The storm season was just around the corner and the siege of Laer Oruhl was taking longer than anticipated, so couldn't depend on using that as a base camp. Knowing that once storms hit the Southern Rains would become one giant marsh that would extremely difficult for an army to traverse, Fionamu looked west to the forests and grasses of the Maer, setting her sights on the town of Keivas. Although she already had forces moving through the Red Wind Hills Fionamu couldn’t use this a path into Keivas as the hills were perfect for ambush and prone to flash floods during the storm seasons. Her only viable choice would be to capture the small trading post at Weides, back then only a small village and keep. Capturing the bridge there would allow the rapid redeployment of her forces in the Southern Rains into the Maer-Dal lands. Unfortunately for her, Jha’Nas Kadis al’Evedaori was an experienced general and had already anticipated Fionamu’s move had already seized the river crossing at Weides.”
Enough of that talk. This map depicts Weides about 2 weeks (18 days in this world) before the Odadal forces arrived. Jha’Nas Kadis had already been fortifying the settlement for three months, turning the once small trade post into a bustling war camp.

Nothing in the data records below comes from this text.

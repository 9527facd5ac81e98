//! Configuration loading and merging logic.
//!
//! Configuration is loaded in the following order (later sources override earlier ones):
//! 1. **Hardcoded defaults** - Built-in fallback values
//! 2. **User config** - `~/.netctl/config.toml` (or `$NETCTL_HOME/config.toml`)
//! 3. **Project config** - `./.netctl/config.toml`
//! 4. **CLI arguments** - Command-line flags (highest priority)

use crate::config::types::{Config, NetctlConfig, PromptConfig, StoreConfig};
use crate::errors::ConfigError;
use std::fs;
use std::path::Path;

/// Load configuration from the hierarchy of config files.
///
/// # Errors
///
/// Returns an error if a config file exists but cannot be read or parsed,
/// or if validation fails. Missing config files are not errors.
pub fn load_hierarchy(runtime: &Config) -> Result<NetctlConfig, ConfigError> {
    let project_path = std::env::current_dir()
        .map_err(|e| ConfigError::ConfigReadError {
            path: ".".to_string(),
            source: e,
        })?
        .join(".netctl")
        .join("config.toml");

    load_hierarchy_from(&runtime.user_config_path(), &project_path)
}

/// Load and merge the user and project config files at the given paths.
pub fn load_hierarchy_from(
    user_path: &Path,
    project_path: &Path,
) -> Result<NetctlConfig, ConfigError> {
    let mut config = NetctlConfig::default();

    for path in [user_path, project_path] {
        match load_config_file(path) {
            Ok(file_config) => config = merge_configs(config, file_config),
            Err(e) if e.is_not_found() => {}
            Err(e) => return Err(e),
        }
    }

    validate_config(&config)?;

    Ok(config)
}

/// Load a configuration file from the given path.
fn load_config_file(path: &Path) -> Result<NetctlConfig, ConfigError> {
    let content = fs::read_to_string(path).map_err(|e| ConfigError::ConfigReadError {
        path: path.display().to_string(),
        source: e,
    })?;
    toml::from_str(&content).map_err(|e| ConfigError::ConfigParseError {
        path: path.display().to_string(),
        message: e.to_string(),
    })
}

/// Merge two configurations, with override_config taking precedence.
pub fn merge_configs(base: NetctlConfig, override_config: NetctlConfig) -> NetctlConfig {
    NetctlConfig {
        store: StoreConfig {
            networks_dir: override_config
                .store
                .networks_dir
                .or(base.store.networks_dir),
        },
        prompt: PromptConfig {
            assume_no: override_config.prompt.assume_no.or(base.prompt.assume_no),
        },
    }
}

pub fn validate_config(config: &NetctlConfig) -> Result<(), ConfigError> {
    if let Some(dir) = &config.store.networks_dir
        && dir.as_os_str().is_empty()
    {
        return Err(ConfigError::InvalidConfiguration {
            message: "store.networks_dir cannot be empty".to_string(),
        });
    }
    Ok(())
}
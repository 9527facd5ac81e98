//! Scripted gateway and prompt doubles for unit tests.

use std::cell::RefCell;
use std::collections::{HashMap, VecDeque};

use super::errors::NetworkError;
use super::gateway::NetworkGateway;
use super::types::NetworkResource;
use crate::prompt::ConfirmationPrompt;

type Script = HashMap<String, String>;

/// Gateway answering from an in-memory table, with per-identifier failure
/// scripts. Records every call in order.
#[derive(Default)]
pub struct FakeGateway {
    networks: Vec<NetworkResource>,
    inspect_failures: Script,
    remove_failures: Script,
    pub calls: RefCell<Vec<String>>,
}

impl FakeGateway {
    pub fn with_networks(networks: Vec<NetworkResource>) -> Self {
        Self {
            networks,
            ..Default::default()
        }
    }

    pub fn fail_inspect(mut self, name: &str, message: &str) -> Self {
        self.inspect_failures
            .insert(name.to_string(), message.to_string());
        self
    }

    pub fn fail_remove(mut self, name: &str, message: &str) -> Self {
        self.remove_failures
            .insert(name.to_string(), message.to_string());
        self
    }

    pub fn removed(&self) -> Vec<String> {
        self.calls
            .borrow()
            .iter()
            .filter_map(|c| c.strip_prefix("remove:").map(str::to_string))
            .collect()
    }

    fn scripted(script: &Script, name: &str) -> Result<(), NetworkError> {
        match script.get(name) {
            Some(message) => Err(NetworkError::Gateway {
                message: message.clone(),
            }),
            None => Ok(()),
        }
    }
}

impl NetworkGateway for FakeGateway {
    fn inspect(&self, name: &str) -> Result<NetworkResource, NetworkError> {
        self.calls.borrow_mut().push(format!("inspect:{}", name));
        Self::scripted(&self.inspect_failures, name)?;
        Ok(self
            .networks
            .iter()
            .find(|n| n.name == name)
            .cloned()
            .unwrap_or_else(|| NetworkResource::new(format!("ID-{}", name), name)))
    }

    fn remove(&self, name: &str) -> Result<(), NetworkError> {
        self.calls.borrow_mut().push(format!("remove:{}", name));
        Self::scripted(&self.remove_failures, name)
    }

    fn list(&self) -> Result<Vec<NetworkResource>, NetworkError> {
        self.calls.borrow_mut().push("list".to_string());
        Ok(self.networks.clone())
    }
}

/// Prompt returning queued answers; declines once the queue is empty.
#[derive(Default)]
pub struct ScriptedPrompt {
    answers: VecDeque<bool>,
    pub messages: Vec<String>,
}

impl ScriptedPrompt {
    pub fn answering(answers: &[bool]) -> Self {
        Self {
            answers: answers.iter().copied().collect(),
            messages: Vec::new(),
        }
    }
}

impl ConfirmationPrompt for ScriptedPrompt {
    fn confirm(&mut self, message: &str) -> bool {
        self.messages.push(message.to_string());
        self.answers.pop_front().unwrap_or(false)
    }
}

I've been using Ascension's town tut (great tut Ascension :) ) for this map and this is what i have so far. As you can see I've got a long way to go, next up I'll be putting in the tents in the main camp. What do you think, how am i doing so far?
01-07-2010, 09:17 AM
Looks good so far, but of course I'm biased.
01-07-2010, 09:05 PM
I'm a bit worried by the "dry brushed" grass. If you've painted tabletop war figurines, you'll know what I mean.
01-07-2010, 09:26 PM
Yeah, I've already made some changes to the dry-brushed grass, I'm a table top gamer too so i know what you mean, well I used to be.
While we're not on the subject, would an army of 5000 be too small or large? If it helps the current technology level is about the same as when the Romans rose to power, they've just ditched bronze and have started using iron. They don't have a lot of steel yet. Also, what kinds of war machines would be available to an army at this time, i know they had simpler weapons like scorpians and small catapults, but what would a oreintal army have? My culture for these people isn't entirely oriental but it does borrow alot from oriental cultures, namely Japanese and Chinese cultures.
01-07-2010, 11:19 PM
They'd have simple rockets for sure, inaccurate though they were, they did wind around and create a bit of chaos on the battlefield.
01-07-2010, 11:41 PM
Hmmm, not so sure about rockets, I'm to angle away from black powder weapons. The idea is that about the time that our world started turning away from swords and bows and taking up handguns and cannons my world takes up a technology known as Mage-Science (also known as Tech-Magic or Industiral Sorcery). Mage-Science is bacisally magical devies that can be used by non-magical people.
Enough of that, here's an update on the map. I've done the rest of the camps, fixed up the roads, added another stable, toned down the land a bit, fixed up the forest treeline, added wells and put in a whole lot of brown dots to indicate where trees have been cut down (those palisades had to have come from somewhere).
Next I'll be putting in a small field hospital and some training grounds, what else should I add for inside the camp, i already have plans for the big empty areas to the east. I also have plans to put in things like carts, boxes, a field buffet line to feed the troops and small work stations scattered around the camp, places where soldiers can maintain their gear and fletch arrows and stuff.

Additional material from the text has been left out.